Iran, with its oil production, its relatively wealthy population and its heavy industry, also happens to have the largest carbon footprint of any majority Muslim country. In Iran, as in the United States, high carbon out­put is a means to a comfortable, even opulent, lifestyle. But this is the exception in the Muslim world. For example, the 150 million people of Bangladesh produced 46,000 kilotons of CO2 in 2008. The 16 million of Niger produced only 851 kilotons.

It is a sad irony that the very same Muslim countries, which have con­tributed almost nothing to the rise in greenhouse gases will be among the hardest hit. Already, the droughts in East Africa in 2011 and the endless rains that brought devastation to Pakistan in 2010 serve as harbingers of the changes scientists have predicted for our climate, not to mention the pos­sibilities that the Maldives and half of Bangladesh will be under water within the next one hundred years.

This imbalance of cause and effect, our overconsumption causing their suffering, is outrageous and violates every ethical principle of love for neighbor, caring for the poor, and stewardship of the earth that religious traditions preach.
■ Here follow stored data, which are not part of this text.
/// Derives SQL keyword rendering and case-insensitive parsing for unit enums.
#[proc_macro_derive(SqlEnum, attributes(ddl))]
pub fn derive_sql_enum(input: TokenStream) -> TokenStream {
    let input = parse_macro_input!(input as DeriveInput);
    let ident = input.ident;

    let Data::Enum(de) = input.data else {
        return syn::Error::new_spanned(&ident, "SqlEnum only supports enums")
            .to_compile_error()
            .into();
    };

    let mut variants: Vec<(Ident, LitStr)> = Vec::new();
    for variant in de.variants {
        if !matches!(variant.fields, Fields::Unit) {
            return syn::Error::new_spanned(&variant, "SqlEnum variants must be unit variants")
                .to_compile_error()
                .into();
        }
        let sql = match parse_variant_sql(&variant.attrs) {
            Ok(Some(lit)) => lit,
            Ok(None) => LitStr::new(
                &screaming_snake_case(&variant.ident.to_string()),
                variant.ident.span(),
            ),
            Err(err) => return err.to_compile_error().into(),
        };
        variants.push((variant.ident, sql));
    }

    let type_name = LitStr::new(&ident.to_string(), Span::call_site());
    let as_sql_arms = variants
        .iter()
        .map(|(variant, sql)| quote!(Self::#variant => #sql));
    let parse_arms = variants.iter().map(|(variant, sql)| {
        quote! {
            if __input.eq_ignore_ascii_case(#sql) {
                return ::core::result::Result::Ok(Self::#variant);
            }
        }
    });
    let all_variants = variants.iter().map(|(variant, _)| quote!(Self::#variant));
    let expected = variants.iter().map(|(_, sql)| sql);

    let expanded = quote! {
        impl #ident {
            pub const ALL: &'static [Self] = &[ #( #all_variants ),* ];

            pub fn as_sql(&self) -> &'static str {
                match self {
                    #( #as_sql_arms ),*
                }
            }
        }

        impl ::core::fmt::Display for #ident {
            fn fmt(&self, f: &mut ::core::fmt::Formatter<'_>) -> ::core::fmt::Result {
                f.write_str(self.as_sql())
            }
        }

        impl ::core::str::FromStr for #ident {
            type Err = ::ddl_builder::ParseSqlEnumError;

            fn from_str(__raw: &str) -> ::core::result::Result<Self, Self::Err> {
                let __input = __raw.trim();
                #( #parse_arms )*
                ::core::result::Result::Err(::ddl_builder::ParseSqlEnumError {
                    type_name: #type_name,
                    input: __raw.to_string(),
                    expected: &[ #( #expected ),* ],
                })
            }
        }

        impl ::ddl_builder::ToSqlValue for #ident {
            fn to_sql_value(&self) -> ::ddl_builder::SqlValue<'_> {
                ::ddl_builder::SqlValue::Text(::std::borrow::Cow::Borrowed(self.as_sql()))
            }
        }
    };

    TokenStream::from(expanded)
}

fn optional_lit(meta: &ParseNestedMeta) -> syn::Result<Option<LitStr>> {
    if meta.input.peek(Token![=]) {
        Ok(Some(meta.value()?.parse()?))
    } else {
        Ok(None)
    }
}

/// `Ok(None)` means the field is skipped.
fn parse_field_tags(attrs: &[Attribute]) -> syn::Result<Option<Vec<DirectiveTag>>> {
    let mut directives = Vec::new();
    let mut skip = false;
    let mut seen_attr = None;

    for attr in attrs {
        if !attr.path().is_ident("ddl") {
            continue;
        }
        seen_attr = Some(attr.span());

        attr.parse_nested_meta(|meta| {
            let tag = if meta.path.is_ident("static") {
                DirectiveTag::Static(meta.value()?.parse()?)
            } else if meta.path.is_ident("keyword") {
                DirectiveTag::Keyword(optional_lit(&meta)?)
            } else if meta.path.is_ident("parameter") {
                DirectiveTag::Parameter(optional_lit(&meta)?)
            } else if meta.path.is_ident("identifier") {
                DirectiveTag::Identifier(optional_lit(&meta)?)
            } else if meta.path.is_ident("list") {
                DirectiveTag::List(optional_lit(&meta)?)
            } else if meta.path.is_ident("single_quotes") {
                DirectiveTag::SingleQuotes
            } else if meta.path.is_ident("parentheses") {
                DirectiveTag::Parentheses
            } else if meta.path.is_ident("no_parentheses") {
                DirectiveTag::NoParentheses
            } else if meta.path.is_ident("no_comma") {
                DirectiveTag::NoComma
            } else if meta.path.is_ident("no_equals") {
                DirectiveTag::NoEquals
            } else if meta.path.is_ident("required") {
                DirectiveTag::Required
            } else if meta.path.is_ident("skip") {
                skip = true;
                return Ok(());
            } else {
                return Err(meta.error(
                    "unknown ddl key; expected `static`, `keyword`, `parameter`, `identifier`, \
                     `list`, `single_quotes`, `parentheses`, `no_parentheses`, `no_comma`, \
                     `no_equals`, `required` or `skip`",
                ));
            };
            directives.push(tag);
            Ok(())
        })?;
    }

    if skip {
        return Ok(None);
    }
    match seen_attr {
        Some(_) => Ok(Some(directives)),
        None => Err(syn::Error::new(
            attrs
                .first()
                .map(Spanned::span)
                .unwrap_or_else(Span::call_site),
            "every SqlOptions field needs a #[ddl(...)] tag or #[ddl(skip)]",
        )),
    }
}

fn parse_field_list(meta: &ParseNestedMeta) -> syn::Result<Vec<Ident>> {
    let mut fields = Vec::new();
    meta.parse_nested_meta(|inner| {
        let ident = inner
            .path
            .get_ident()
            .cloned()
            .ok_or_else(|| inner.error("expected a field name"))?;
        fields.push(ident);
        Ok(())
    })?;
    Ok(fields)
}

fn parse_rules(attrs: &[Attribute]) -> syn::Result<Vec<RuleTag>> {
    let mut rules = Vec::new();
    for attr in attrs {
        if !attr.path().is_ident("validate") {
            continue;
        }
        attr.parse_nested_meta(|meta| {
            let single = |meta: &ParseNestedMeta| -> syn::Result<Ident> {
                let mut fields = parse_field_list(meta)?;
                if fields.len() != 1 {
                    return Err(meta.error("expected exactly one field name"));
                }
                Ok(fields.remove(0))
            };

            if meta.path.is_ident("valid_identifier") {
                rules.push(RuleTag::ValidIdentifier(single(&meta)?));
            } else if meta.path.is_ident("valid_identifier_if_set") {
                rules.push(RuleTag::ValidIdentifierIfSet(single(&meta)?));
            } else if meta.path.is_ident("conflicting_fields") {
                let fields = parse_field_list(&meta)?;
                if fields.len() < 2 {
                    return Err(meta.error("conflicting_fields needs at least two fields"));
                }
                rules.push(RuleTag::ConflictingFields(fields));
            } else if meta.path.is_ident("exactly_one_value_set") {
                let fields = parse_field_list(&meta)?;
                if fields.len() < 2 {
                    return Err(meta.error("exactly_one_value_set needs at least two fields"));
                }
                rules.push(RuleTag::ExactlyOneValueSet(fields));
            } else if meta.path.is_ident("at_least_one_value_set") {
                let fields = parse_field_list(&meta)?;
                if fields.len() < 2 {
                    return Err(meta.error("at_least_one_value_set needs at least two fields"));
                }
                rules.push(RuleTag::AtLeastOneValueSet(fields));
            } else {
                return Err(meta.error(
                    "unknown validate rule; expected `valid_identifier`, \
                     `valid_identifier_if_set`, `conflicting_fields`, `exactly_one_value_set` \
                     or `at_least_one_value_set`",
                ));
            }
            Ok(())
        })?;
    }
    Ok(rules)
}

fn parse_variant_sql(attrs: &[Attribute]) -> syn::Result<Option<LitStr>> {
    let mut sql = None;
    for attr in attrs {
        if !attr.path().is_ident("ddl") {
            continue;
        }
        attr.parse_nested_meta(|meta| {
            if meta.path.is_ident("sql") {
                sql = Some(meta.value()?.parse()?);
                return Ok(());
            }
            Err(meta.error("unknown ddl key on enum variant; expected `sql`"))
        })?;
    }
    Ok(sql)
}

fn screaming_snake_case(name: &str) -> String {
    let mut out = String::with_capacity(name.len() + 4);
    let mut prev: Option<char> = None;
    for c in name.chars() {
        if let Some(p) = prev {
            if c.is_uppercase() && (p.is_lowercase() || p.is_ascii_digit()) {
                out.push('_');
            }
        }
        out.extend(c.to_uppercase());
        prev = Some(c);
    }
    out
}

#[cfg(test)]
mod tests {
    use super::screaming_snake_case;

    #[test]
    fn converts_variant_names() {
        assert_eq!(screaming_snake_case("SnowflakeFull"), "SNOWFLAKE_FULL");
        assert_eq!(screaming_snake_case("AwsSseS3"), "AWS_SSE_S3");
        assert_eq!(screaming_snake_case("Csv"), "CSV");
        assert_eq!(screaming_snake_case("Gzip"), "GZIP");
    }
}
How did we arrive at such a point in our development as a species that we so easily dismiss the lives of millions so we can live in climate-controlled comfort?”


I have dealt in greater detail on these issues elsewhere. Suffice it to say here, this journal issue should be heart warming for all. As it takes the pulse of Islamic environmentalism today, it finds many Muslim scholars, religious leaders and activists seriously pondering their calling as God’s trustees of the earth. Join me in earnestly praying for their success.